The Office of Civil Rights reviews every data breach, no matter how large or small; years might pass before they’re resolved. Unnervingly, the number of large data breaches is growing, including the one recently discovered by health insurer Anthem that exposed the medical information of about 80 million people. Last year, according to ProPublica, 278 large breaches were reported; between 2010 and 2012, there were fewer than 200 per year.
At a privacy and security forum in December 2012, Leon Rodriguez, then-director of the U.S. Department of Health and Human Services’ Office of Civil Rights, said, “We’ve now moved into an area of more assertive enforcement.”
You shudder to think what would happen the office weren’t so assertive…
Protecting privacy isn’t just about securing data. Last month, one of the nurses who contracted ebola last year at the Dallas hospital that treated victims sued the facility’s parent company not only for treatment shortcomings, but, she claimed, because the hospital violated her federal privacy rights when it videotaped her without permission. After a dying patient was depicted on a TV show, legislation was proposed last month in New York to make it a felony to film people getting medical treatment without prior consent.
The feds declined to be interviewed by ProPublica, but in a statement repeated that it “aggressively” identifies and investigates “high-impact cases that send strong enforcement messages about important compliance issues.”
In May, it hammered New York-Presbyterian Hospital and Columbia University with fines of $4.8 million for failing to secure the electronic health records of 6,800 people. One doctor, for example, had tried to remove his personal computer server from a shared network, which sent very detailed patient records flying onto Web search engines. The data flood was discovered when somebody found a deceased partner’s personal health information online.
It took five year for the feds to impose an $800,000 fine against Parkview Health System after 71 cardboard boxes of medical records of as many as 8,000 patients were left unattended in the driveway of a physician’s home. Remarkably, the incident wasn’t reported by the facility as a large data breach, but by the physician.
Some organizations told ProPublica that they didn’t know the status of their cases. One was the state of Utah, which reported in 2012 that hackers had gotten data on Medicaid and children’s health insurance claims, and that the Social Security numbers of 280,000 people were captured.
In the meantime, to its credit, Utah’s Department of Technology Services has increased security and funding, now monitors its network 24 hours a day and conducts an outside security assessment every two years.

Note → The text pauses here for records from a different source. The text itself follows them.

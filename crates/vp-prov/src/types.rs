//! Chain data structures.

use chrono::{DateTime, Utc};
use serde::{Deserialize, Serialize};
use vp_hash::{canonical_digest, BlockPreimage, SignedPreimage, GENESIS_PREV_HASH};

/// A capture device allowed to sign blocks.
///
/// Registered once and never updated; there is no key rotation.
#[derive(Debug, Clone, Serialize, Deserialize, PartialEq, Eq)]
#[serde(rename_all = "camelCase")]
pub struct Device {
    /// Unique identifier, the registry's primary key
    pub device_id: String,

    /// Ed25519 public key, hex-encoded (32 bytes)
    pub public_key: String,

    /// When the device was registered
    pub registered_at: DateTime<Utc>,
}

/// One signed content chunk on the chain.
///
/// Blocks serialize with the camelCase field names used by the persisted
/// chain (`chunkHash`, `prevHash`, ...). Unknown keys are ignored on input.
#[derive(Debug, Clone, Serialize, Deserialize, PartialEq, Eq)]
#[serde(rename_all = "camelCase")]
pub struct Block {
    /// Position in the chain, starting at 0
    pub index: u64,

    /// SHA-256 of the chunk content (lowercase hex)
    pub chunk_hash: String,

    /// Opaque sensor description reported by the device
    pub sensor_fingerprint: String,

    /// Canonical digest of the predecessor, or `"0"` for genesis
    pub prev_hash: String,

    /// ISO-8601 capture time, kept verbatim because it is signed
    pub timestamp: String,

    /// Ed25519 signature over the signed message, hex-encoded
    pub signature: String,

    /// Device that produced and signed the block
    pub device_id: String,
}

impl Block {
    /// Digest pre-image: every field except `signature`.
    pub fn preimage(&self) -> BlockPreimage<'_> {
        BlockPreimage {
            index: self.index,
            chunk_hash: &self.chunk_hash,
            sensor_fingerprint: &self.sensor_fingerprint,
            prev_hash: &self.prev_hash,
            timestamp: &self.timestamp,
            device_id: &self.device_id,
        }
    }

    /// The message a device signs: the digest pre-image minus `deviceId`.
    pub fn signed_preimage(&self) -> SignedPreimage<'_> {
        SignedPreimage {
            index: self.index,
            chunk_hash: &self.chunk_hash,
            sensor_fingerprint: &self.sensor_fingerprint,
            prev_hash: &self.prev_hash,
            timestamp: &self.timestamp,
        }
    }

    /// Canonical digest, the value a successor carries as `prev_hash`.
    pub fn digest(&self) -> String {
        canonical_digest(&self.preimage())
    }

    /// Whether this block claims to start the chain.
    pub fn is_genesis(&self) -> bool {
        self.index == 0
    }

    /// Compare every field except `signature` against `other`.
    ///
    /// Returns the first differing field as `(name, ours, theirs)`.
    pub fn first_mismatch(&self, other: &Block) -> Option<(&'static str, String, String)> {
        if self.index != other.index {
            return Some(("index", self.index.to_string(), other.index.to_string()));
        }
        let fields: [(&'static str, &str, &str); 5] = [
            ("chunkHash", self.chunk_hash.as_str(), other.chunk_hash.as_str()),
            (
                "sensorFingerprint",
                self.sensor_fingerprint.as_str(),
                other.sensor_fingerprint.as_str(),
            ),
            ("prevHash", self.prev_hash.as_str(), other.prev_hash.as_str()),
            ("timestamp", self.timestamp.as_str(), other.timestamp.as_str()),
            ("deviceId", self.device_id.as_str(), other.device_id.as_str()),
        ];
        fields
            .into_iter()
            .find(|(_, a, b)| a != b)
            .map(|(name, a, b)| (name, a.to_string(), b.to_string()))
    }
}

/// Index of the block that would follow `last`, or `None` if the tail index
/// is already `u64::MAX`.
pub fn next_index(last: Option<&Block>) -> Option<u64> {
    match last {
        Some(block) => block.index.checked_add(1),
        None => Some(0),
    }
}

/// The `prev_hash` a block at the tail of `last` must carry.
pub fn expected_prev_hash(last: Option<&Block>) -> String {
    match last {
        Some(block) => block.digest(),
        None => GENESIS_PREV_HASH.to_string(),
    }
}

/// Outcome of verifying content against a claimed chain fragment.
///
/// Every check is always computed; detail strings are diagnostic only.
#[derive(Debug, Clone, Serialize, Deserialize, PartialEq, Eq)]
#[serde(rename_all = "camelCase")]
pub struct VerificationReport {
    pub frame_hash_match: bool,
    pub frame_hash_details: String,
    pub chain_continuity: bool,
    pub chain_continuity_details: String,
    pub signature_validity: bool,
    pub signature_validity_details: String,
    pub sensor_fingerprint_validity: bool,
    pub sensor_fingerprint_details: String,
    pub overall_valid: bool,
}

#[cfg(test)]
mod tests {
    use super::*;

    fn make_block() -> Block {
        Block {
            index: 1,
            chunk_hash: "aa".repeat(32),
            sensor_fingerprint: "sensor-x".to_string(),
            prev_hash: "bb".repeat(32),
            timestamp: "2024-05-01T12:00:00.000Z".to_string(),
            signature: "cc".repeat(64),
            device_id: "cam-1".to_string(),
        }
    }

    #[test]
    fn test_block_serializes_camel_case() {
        let json = serde_json::to_value(make_block()).unwrap();
        for key in [
            "index",
            "chunkHash",
            "sensorFingerprint",
            "prevHash",
            "timestamp",
            "signature",
            "deviceId",
        ] {
            assert!(json.get(key).is_some(), "missing {key}");
        }
    }

    #[test]
    fn test_digest_ignores_signature() {
        let a = make_block();
        let mut b = a.clone();
        b.signature = "dd".repeat(64);
        assert_eq!(a.digest(), b.digest());
    }

    #[test]
    fn test_first_mismatch() {
        let a = make_block();
        let mut b = a.clone();
        assert!(a.first_mismatch(&b).is_none());

        b.signature = "00".to_string();
        assert!(a.first_mismatch(&b).is_none());

        b.timestamp = "2024-05-01T12:00:01.000Z".to_string();
        let (field, ours, theirs) = a.first_mismatch(&b).unwrap();
        assert_eq!(field, "timestamp");
        assert_eq!(ours, a.timestamp);
        assert_eq!(theirs, b.timestamp);
    }

    #[test]
    fn test_expected_prev_hash() {
        assert_eq!(expected_prev_hash(None), "0");
        let b = make_block();
        assert_eq!(expected_prev_hash(Some(&b)), b.digest());
    }

    #[test]
    fn test_next_index() {
        let mut block = make_block();
        assert_eq!(next_index(None), Some(0));
        assert_eq!(next_index(Some(&block)), Some(2));
        block.index = u64::MAX;
        assert_eq!(next_index(Some(&block)), None);
    }

    #[test]
    fn test_report_serializes_camel_case() {
        let report = VerificationReport {
            frame_hash_match: true,
            frame_hash_details: String::new(),
            chain_continuity: true,
            chain_continuity_details: String::new(),
            signature_validity: true,
            signature_validity_details: String::new(),
            sensor_fingerprint_validity: true,
            sensor_fingerprint_details: String::new(),
            overall_valid: true,
        };
        let json = serde_json::to_string(&report).unwrap();
        assert!(json.contains("\"frameHashMatch\":true"));
        assert!(json.contains("\"overallValid\":true"));
    }
}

Industry experts contacted by ProPublica said that the Office of Civil Rights is trying to catch more flies with honey than poison them with vinegar. They said the feds are working with organizations to improve their security and punishing only the worst lapses. Providers often voluntarily agree to make necessary changes if they’re not fined, the feds said.
How often have product manufacturers agreed to adhere to voluntary standards, only to fall short if no one’s making sure they do? How often have pharmaceutical companies merely paid fines as the cost of doing business for the dangerous false advertising of their drugs?
Some security experts told ProPublica that the government must flex its fining muscles to address the wave of patient data breaches. One such expert compared the situation to environmental pollution.
“If the cost of polluting is zero, companies will pollute,” he said. “How would a rational company not do that? If your CEO said we’re going to spend four times as much money not to pollute, he would be fired. What you need is to make security rational.”